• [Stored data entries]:
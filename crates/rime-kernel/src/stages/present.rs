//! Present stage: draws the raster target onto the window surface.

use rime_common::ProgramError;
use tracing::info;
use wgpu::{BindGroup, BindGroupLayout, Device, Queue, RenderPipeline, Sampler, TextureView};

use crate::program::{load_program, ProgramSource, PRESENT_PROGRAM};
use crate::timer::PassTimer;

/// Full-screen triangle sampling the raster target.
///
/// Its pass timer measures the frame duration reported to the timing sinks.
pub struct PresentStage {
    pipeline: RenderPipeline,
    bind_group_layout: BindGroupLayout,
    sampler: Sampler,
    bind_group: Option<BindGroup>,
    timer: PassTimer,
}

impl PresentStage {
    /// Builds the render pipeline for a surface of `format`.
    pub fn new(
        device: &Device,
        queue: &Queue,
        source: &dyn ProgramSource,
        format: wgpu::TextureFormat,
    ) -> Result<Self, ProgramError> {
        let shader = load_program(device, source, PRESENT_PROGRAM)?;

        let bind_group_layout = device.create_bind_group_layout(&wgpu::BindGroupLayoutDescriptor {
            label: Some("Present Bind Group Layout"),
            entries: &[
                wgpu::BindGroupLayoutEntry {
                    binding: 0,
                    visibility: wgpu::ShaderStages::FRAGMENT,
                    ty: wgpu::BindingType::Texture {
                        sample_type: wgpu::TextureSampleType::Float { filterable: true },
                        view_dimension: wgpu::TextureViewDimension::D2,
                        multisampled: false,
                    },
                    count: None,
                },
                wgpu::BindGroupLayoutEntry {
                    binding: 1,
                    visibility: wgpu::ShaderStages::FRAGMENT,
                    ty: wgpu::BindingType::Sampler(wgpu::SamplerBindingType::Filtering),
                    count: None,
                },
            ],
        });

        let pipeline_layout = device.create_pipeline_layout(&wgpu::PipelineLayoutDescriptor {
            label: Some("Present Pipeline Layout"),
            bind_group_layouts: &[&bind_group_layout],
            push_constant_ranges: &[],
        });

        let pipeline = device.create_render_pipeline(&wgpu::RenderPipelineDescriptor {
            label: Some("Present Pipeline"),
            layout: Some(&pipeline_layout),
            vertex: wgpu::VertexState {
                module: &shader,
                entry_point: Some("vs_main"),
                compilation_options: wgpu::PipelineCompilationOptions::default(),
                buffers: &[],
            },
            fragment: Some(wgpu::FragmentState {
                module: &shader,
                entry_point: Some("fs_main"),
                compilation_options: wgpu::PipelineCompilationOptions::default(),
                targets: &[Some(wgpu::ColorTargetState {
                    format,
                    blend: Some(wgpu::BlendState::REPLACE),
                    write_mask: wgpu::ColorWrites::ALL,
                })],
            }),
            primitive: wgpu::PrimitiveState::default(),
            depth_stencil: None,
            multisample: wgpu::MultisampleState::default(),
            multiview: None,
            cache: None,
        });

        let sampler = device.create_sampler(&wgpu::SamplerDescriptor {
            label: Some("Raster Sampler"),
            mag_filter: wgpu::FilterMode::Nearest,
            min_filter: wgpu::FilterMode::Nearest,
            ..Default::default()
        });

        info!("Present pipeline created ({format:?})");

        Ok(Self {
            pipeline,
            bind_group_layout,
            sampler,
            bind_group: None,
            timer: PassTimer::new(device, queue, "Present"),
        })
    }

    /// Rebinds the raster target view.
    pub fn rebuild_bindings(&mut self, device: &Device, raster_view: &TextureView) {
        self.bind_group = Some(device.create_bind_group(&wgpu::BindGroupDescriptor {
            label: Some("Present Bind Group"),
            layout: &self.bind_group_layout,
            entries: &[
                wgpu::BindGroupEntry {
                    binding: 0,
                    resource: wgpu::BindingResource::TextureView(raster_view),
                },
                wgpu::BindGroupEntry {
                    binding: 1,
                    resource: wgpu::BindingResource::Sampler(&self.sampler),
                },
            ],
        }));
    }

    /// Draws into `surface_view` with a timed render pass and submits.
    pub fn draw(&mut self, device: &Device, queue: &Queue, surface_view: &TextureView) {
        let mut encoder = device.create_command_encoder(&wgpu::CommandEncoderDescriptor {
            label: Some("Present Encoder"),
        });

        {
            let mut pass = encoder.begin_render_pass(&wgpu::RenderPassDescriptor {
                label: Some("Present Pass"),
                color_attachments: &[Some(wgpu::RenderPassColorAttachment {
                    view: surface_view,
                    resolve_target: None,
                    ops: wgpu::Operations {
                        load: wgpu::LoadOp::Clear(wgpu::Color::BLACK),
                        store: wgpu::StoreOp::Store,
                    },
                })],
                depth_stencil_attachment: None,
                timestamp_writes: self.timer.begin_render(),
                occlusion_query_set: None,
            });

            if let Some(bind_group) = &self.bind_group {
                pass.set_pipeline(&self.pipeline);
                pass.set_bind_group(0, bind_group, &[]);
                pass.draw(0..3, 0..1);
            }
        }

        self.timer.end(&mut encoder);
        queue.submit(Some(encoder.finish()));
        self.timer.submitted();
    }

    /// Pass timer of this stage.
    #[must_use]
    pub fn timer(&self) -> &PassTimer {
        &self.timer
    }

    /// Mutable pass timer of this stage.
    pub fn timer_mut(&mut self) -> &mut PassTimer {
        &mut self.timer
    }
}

• [WHAT IS BEING ASKED]:
Please transcribe the records above in full, keeping every word.

• [EXERCISE RESPONSE]:
filename crates/rime-kernel/src/stages/present.rs
//! Present stage: draws the raster target onto the window surface.

use rime_common::ProgramError;
use tracing::info;
use wgpu::{BindGroup, BindGroupLayout, Device, Queue, RenderPipeline, Sampler, TextureView};

use crate::program::{load_program, ProgramSource, PRESENT_PROGRAM};
use crate::timer::PassTimer;

/// Full-screen triangle sampling the raster target.
///
/// Its pass timer measures the frame duration reported to the timing sinks.
pub struct PresentStage {
    pipeline: RenderPipeline,
    bind_group_layout: BindGroupLayout,
    sampler: Sampler,
    bind_group: Option<BindGroup>,
    timer: PassTimer,
}

impl PresentStage {
    /// Builds the render pipeline for a surface of `format`.
    pub fn new(
        device: &Device,
        queue: &Queue,
        source: &dyn ProgramSource,
        format: wgpu::TextureFormat,
    ) -> Result<Self, ProgramError> {
        let shader = load_program(device, source, PRESENT_PROGRAM)?;

        let bind_group_layout = device.create_bind_group_layout(&wgpu::BindGroupLayoutDescriptor {
            label: Some("Present Bind Group Layout"),
            entries: &[
                wgpu::BindGroupLayoutEntry {
                    binding: 0,
                    visibility: wgpu::ShaderStages::FRAGMENT,
                    ty: wgpu::BindingType::Texture {
                        sample_type: wgpu::TextureSampleType::Float { filterable: true },
                        view_dimension: wgpu::TextureViewDimension::D2,
                        multisampled: false,
                    },
                    count: None,
                },
                wgpu::BindGroupLayoutEntry {
                    binding: 1,
                    visibility: wgpu::ShaderStages::FRAGMENT,
                    ty: wgpu::BindingType::Sampler(wgpu::SamplerBindingType::Filtering),
                    count: None,
                },
            ],
        });

        let pipeline_layout = device.create_pipeline_layout(&wgpu::PipelineLayoutDescriptor {
            label: Some("Present Pipeline Layout"),
            bind_group_layouts: &[&bind_group_layout],
            push_constant_ranges: &[],
        });

        let pipeline = device.create_render_pipeline(&wgpu::RenderPipelineDescriptor {
            label: Some("Present Pipeline"),
            layout: Some(&pipeline_layout),
            vertex: wgpu::VertexState {
                module: &shader,
                entry_point: Some("vs_main"),
                compilation_options: wgpu::PipelineCompilationOptions::default(),
                buffers: &[],
            },
            fragment: Some(wgpu::FragmentState {
                module: &shader,
                entry_point: Some("fs_main"),
                compilation_options: wgpu::PipelineCompilationOptions::default(),
                targets: &[Some(wgpu::ColorTargetState {
                    format,
                    blend: Some(wgpu::BlendState::REPLACE),
                    write_mask: wgpu::ColorWrites::ALL,
                })],
            }),
            primitive: wgpu::PrimitiveState::default(),
            depth_stencil: None,
            multisample: wgpu::MultisampleState::default(),
            multiview: None,
            cache: None,
        });

        let sampler = device.create_sampler(&wgpu::SamplerDescriptor {
            label: Some("Raster Sampler"),
            mag_filter: wgpu::FilterMode::Nearest,
            min_filter: wgpu::FilterMode::Nearest,
            ..Default::default()
        });

        info!("Present pipeline created ({format:?})");

        Ok(Self {
            pipeline,
            bind_group_layout,
            sampler,
            bind_group: None,
            timer: PassTimer::new(device, queue, "Present"),
        })
    }

    /// Rebinds the raster target view.
    pub fn rebuild_bindings(&mut self, device: &Device, raster_view: &TextureView) {
        self.bind_group = Some(device.create_bind_group(&wgpu::BindGroupDescriptor {
            label: Some("Present Bind Group"),
            layout: &self.bind_group_layout,
            entries: &[
                wgpu::BindGroupEntry {
                    binding: 0,
                    resource: wgpu::BindingResource::TextureView(raster_view),
                },
                wgpu::BindGroupEntry {
                    binding: 1,
                    resource: wgpu::BindingResource::Sampler(&self.sampler),
                },
            ],
        }));
    }

    /// Draws into `surface_view` with a timed render pass and submits.
    pub fn draw(&mut self, device: &Device, queue: &Queue, surface_view: &TextureView) {
        let mut encoder = device.create_command_encoder(&wgpu::CommandEncoderDescriptor {
            label: Some("Present Encoder"),
        });

        {
            let mut pass = encoder.begin_render_pass(&wgpu::RenderPassDescriptor {
                label: Some("Present Pass"),
                color_attachments: &[Some(wgpu::RenderPassColorAttachment {
                    view: surface_view,
                    resolve_target: None,
                    ops: wgpu::Operations {
                        load: wgpu::LoadOp::Clear(wgpu::Color::BLACK),
                        store: wgpu::StoreOp::Store,
                    },
                })],
                depth_stencil_attachment: None,
                timestamp_writes: self.timer.begin_render(),
                occlusion_query_set: None,
            });

            if let Some(bind_group) = &self.bind_group {
                pass.set_pipeline(&self.pipeline);
                pass.set_bind_group(0, bind_group, &[]);
                pass.draw(0..3, 0..1);
            }
        }

        self.timer.end(&mut encoder);
        queue.submit(Some(encoder.finish()));
        self.timer.submitted();
    }

    /// Pass timer of this stage.
    #[must_use]
    pub fn timer(&self) -> &PassTimer {
        &self.timer
    }

    /// Mutable pass timer of this stage.
    pub fn timer_mut(&mut self) -> &mut PassTimer {
        &mut self.timer
    }
}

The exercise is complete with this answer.